_Input_.
================

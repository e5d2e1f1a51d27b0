use std::collections::HashMap;

use tokio::sync::Mutex;
use tower_lsp::lsp_types::*;
use tower_lsp::{Client, LanguageServer};

use crate::lsp::document::DocumentState;
use crate::lsp::handlers::{
    HandleCompletion, HandleDiagnostics, HandleDocumentSymbol, HandleHover,
};
use crate::profile::ProfileManager;
use crate::Config;

/// Census language server state: open documents and the rules profiles
/// they are validated against
pub struct Backend {
    pub client: Client,
    pub profiles: Mutex<ProfileManager>,
    pub documents: Mutex<HashMap<Url, DocumentState>>,
    pub config: Config,
}

impl Backend {
    pub fn new(client: Client, config: Config) -> Self {
        Self {
            client,
            profiles: Mutex::new(ProfileManager::new(&config)),
            documents: Mutex::new(HashMap::new()),
            config,
        }
    }

    /// Re-resolve the phase of `text`, store it and publish its findings
    async fn refresh(&self, uri: Url, text: String) {
        let doc_state = self.create_document_state(text).await;
        log::debug!("{}: validating as {} phase", uri, doc_state.phase);

        // The store lock must be released before publishing
        self.documents.lock().await.insert(uri.clone(), doc_state);
        self.publish_diagnostics(uri).await;
    }

    /// Documents opened before the profiles were loaded
    async fn refresh_all(&self) {
        let open: Vec<(Url, String)> = self
            .documents
            .lock()
            .await
            .iter()
            .map(|(uri, state)| (uri.clone(), state.content.clone()))
            .collect();

        for (uri, text) in open {
            self.refresh(uri, text).await;
        }
    }
}

#[tower_lsp::async_trait]
impl LanguageServer for Backend {
    async fn initialize(
        &self,
        _: InitializeParams,
    ) -> tower_lsp::jsonrpc::Result<InitializeResult> {
        Ok(InitializeResult {
            capabilities: ServerCapabilities {
                hover_provider: Some(HoverProviderCapability::Simple(true)),
                completion_provider: Some(CompletionOptions {
                    resolve_provider: Some(false),
                    trigger_characters: None,
                    work_done_progress_options: Default::default(),
                    all_commit_characters: None,
                    completion_item: None,
                }),
                document_symbol_provider: Some(OneOf::Left(true)),
                text_document_sync: Some(TextDocumentSyncCapability::Kind(
                    TextDocumentSyncKind::FULL,
                )),
                ..Default::default()
            },
            server_info: Some(ServerInfo {
                name: "censo-ls".to_string(),
                version: Some(env!("CARGO_PKG_VERSION").to_string()),
            }),
        })
    }

    /// Profiles are loaded once the client accepts notifications
    async fn initialized(&self, _: InitializedParams) {
        let profile = {
            let mut manager = self.profiles.lock().await;
            if let Err(e) = manager.initialize(Some(self.client.clone())).await {
                self.client
                    .log_message(
                        MessageType::ERROR,
                        format!("Failed to initialize rules profiles: {:#}", e),
                    )
                    .await;
            }
            manager.get_effective_profile().await
        };

        let phase = match self.config.get_effective_phase() {
            Some(phase) => format!("{} phase", phase),
            None => "phase detected per document".to_string(),
        };
        self.client
            .log_message(
                MessageType::INFO,
                format!("censo-ls ready: profile '{}', {}", profile.name, phase),
            )
            .await;

        self.refresh_all().await;
    }

    async fn shutdown(&self) -> tower_lsp::jsonrpc::Result<()> {
        Ok(())
    }

    async fn hover(&self, params: HoverParams) -> tower_lsp::jsonrpc::Result<Option<Hover>> {
        self.handle_hover(params).await
    }

    async fn completion(
        &self,
        params: CompletionParams,
    ) -> tower_lsp::jsonrpc::Result<Option<CompletionResponse>> {
        self.handle_completion(params).await
    }

    async fn document_symbol(
        &self,
        params: DocumentSymbolParams,
    ) -> tower_lsp::jsonrpc::Result<Option<DocumentSymbolResponse>> {
        self.handle_document_symbol(params).await
    }

    async fn did_open(&self, params: DidOpenTextDocumentParams) {
        self.refresh(params.text_document.uri, params.text_document.text)
            .await;
    }

    async fn did_change(&self, params: DidChangeTextDocumentParams) {
        // Full sync: the last change carries the whole document
        if let Some(change) = params.content_changes.into_iter().last() {
            self.refresh(params.text_document.uri, change.text).await;
        }
    }

    async fn did_close(&self, params: DidCloseTextDocumentParams) {
        let uri = params.text_document.uri;
        self.documents.lock().await.remove(&uri);
        self.client.publish_diagnostics(uri, Vec::new(), None).await;
    }
}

================

_Problem requirements_.
The output should be the entire listing, exactly as it is.

_Solution for this problem_.
repository e5d2e1f1a51d27b0
use std::collections::HashMap;

use tokio::sync::Mutex;
use tower_lsp::lsp_types::*;
use tower_lsp::{Client, LanguageServer};

use crate::lsp::document::DocumentState;
use crate::lsp::handlers::{
    HandleCompletion, HandleDiagnostics, HandleDocumentSymbol, HandleHover,
};
use crate::profile::ProfileManager;
use crate::Config;

/// Census language server state: open documents and the rules profiles
/// they are validated against
pub struct Backend {
    pub client: Client,
    pub profiles: Mutex<ProfileManager>,
    pub documents: Mutex<HashMap<Url, DocumentState>>,
    pub config: Config,
}

impl Backend {
    pub fn new(client: Client, config: Config) -> Self {
        Self {
            client,
            profiles: Mutex::new(ProfileManager::new(&config)),
            documents: Mutex::new(HashMap::new()),
            config,
        }
    }

    /// Re-resolve the phase of `text`, store it and publish its findings
    async fn refresh(&self, uri: Url, text: String) {
        let doc_state = self.create_document_state(text).await;
        log::debug!("{}: validating as {} phase", uri, doc_state.phase);

        // The store lock must be released before publishing
        self.documents.lock().await.insert(uri.clone(), doc_state);
        self.publish_diagnostics(uri).await;
    }

    /// Documents opened before the profiles were loaded
    async fn refresh_all(&self) {
        let open: Vec<(Url, String)> = self
            .documents
            .lock()
            .await
            .iter()
            .map(|(uri, state)| (uri.clone(), state.content.clone()))
            .collect();

        for (uri, text) in open {
            self.refresh(uri, text).await;
        }
    }
}

#[tower_lsp::async_trait]
impl LanguageServer for Backend {
    async fn initialize(
        &self,
        _: InitializeParams,
    ) -> tower_lsp::jsonrpc::Result<InitializeResult> {
        Ok(InitializeResult {
            capabilities: ServerCapabilities {
                hover_provider: Some(HoverProviderCapability::Simple(true)),
                completion_provider: Some(CompletionOptions {
                    resolve_provider: Some(false),
                    trigger_characters: None,
                    work_done_progress_options: Default::default(),
                    all_commit_characters: None,
                    completion_item: None,
                }),
                document_symbol_provider: Some(OneOf::Left(true)),
                text_document_sync: Some(TextDocumentSyncCapability::Kind(
                    TextDocumentSyncKind::FULL,
                )),
                ..Default::default()
            },
            server_info: Some(ServerInfo {
                name: "censo-ls".to_string(),
                version: Some(env!("CARGO_PKG_VERSION").to_string()),
            }),
        })
    }

    /// Profiles are loaded once the client accepts notifications
    async fn initialized(&self, _: InitializedParams) {
        let profile = {
            let mut manager = self.profiles.lock().await;
            if let Err(e) = manager.initialize(Some(self.client.clone())).await {
                self.client
                    .log_message(
                        MessageType::ERROR,
                        format!("Failed to initialize rules profiles: {:#}", e),
                    )
                    .await;
            }
            manager.get_effective_profile().await
        };

        let phase = match self.config.get_effective_phase() {
            Some(phase) => format!("{} phase", phase),
            None => "phase detected per document".to_string(),
        };
        self.client
            .log_message(
                MessageType::INFO,
                format!("censo-ls ready: profile '{}', {}", profile.name, phase),
            )
            .await;

        self.refresh_all().await;
    }

    async fn shutdown(&self) -> tower_lsp::jsonrpc::Result<()> {
        Ok(())
    }

    async fn hover(&self, params: HoverParams) -> tower_lsp::jsonrpc::Result<Option<Hover>> {
        self.handle_hover(params).await
    }

    async fn completion(
        &self,
        params: CompletionParams,
    ) -> tower_lsp::jsonrpc::Result<Option<CompletionResponse>> {
        self.handle_completion(params).await
    }

    async fn document_symbol(
        &self,
        params: DocumentSymbolParams,
    ) -> tower_lsp::jsonrpc::Result<Option<DocumentSymbolResponse>> {
        self.handle_document_symbol(params).await
    }

    async fn did_open(&self, params: DidOpenTextDocumentParams) {
        self.refresh(params.text_document.uri, params.text_document.text)
            .await;
    }

    async fn did_change(&self, params: DidChangeTextDocumentParams) {
        // Full sync: the last change carries the whole document
        if let Some(change) = params.content_changes.into_iter().last() {
            self.refresh(params.text_document.uri, change.text).await;
        }
    }

    async fn did_close(&self, params: DidCloseTextDocumentParams) {
        let uri = params.text_document.uri;
        self.documents.lock().await.remove(&uri);
        self.client.publish_diagnostics(uri, Vec::new(), None).await;
    }
}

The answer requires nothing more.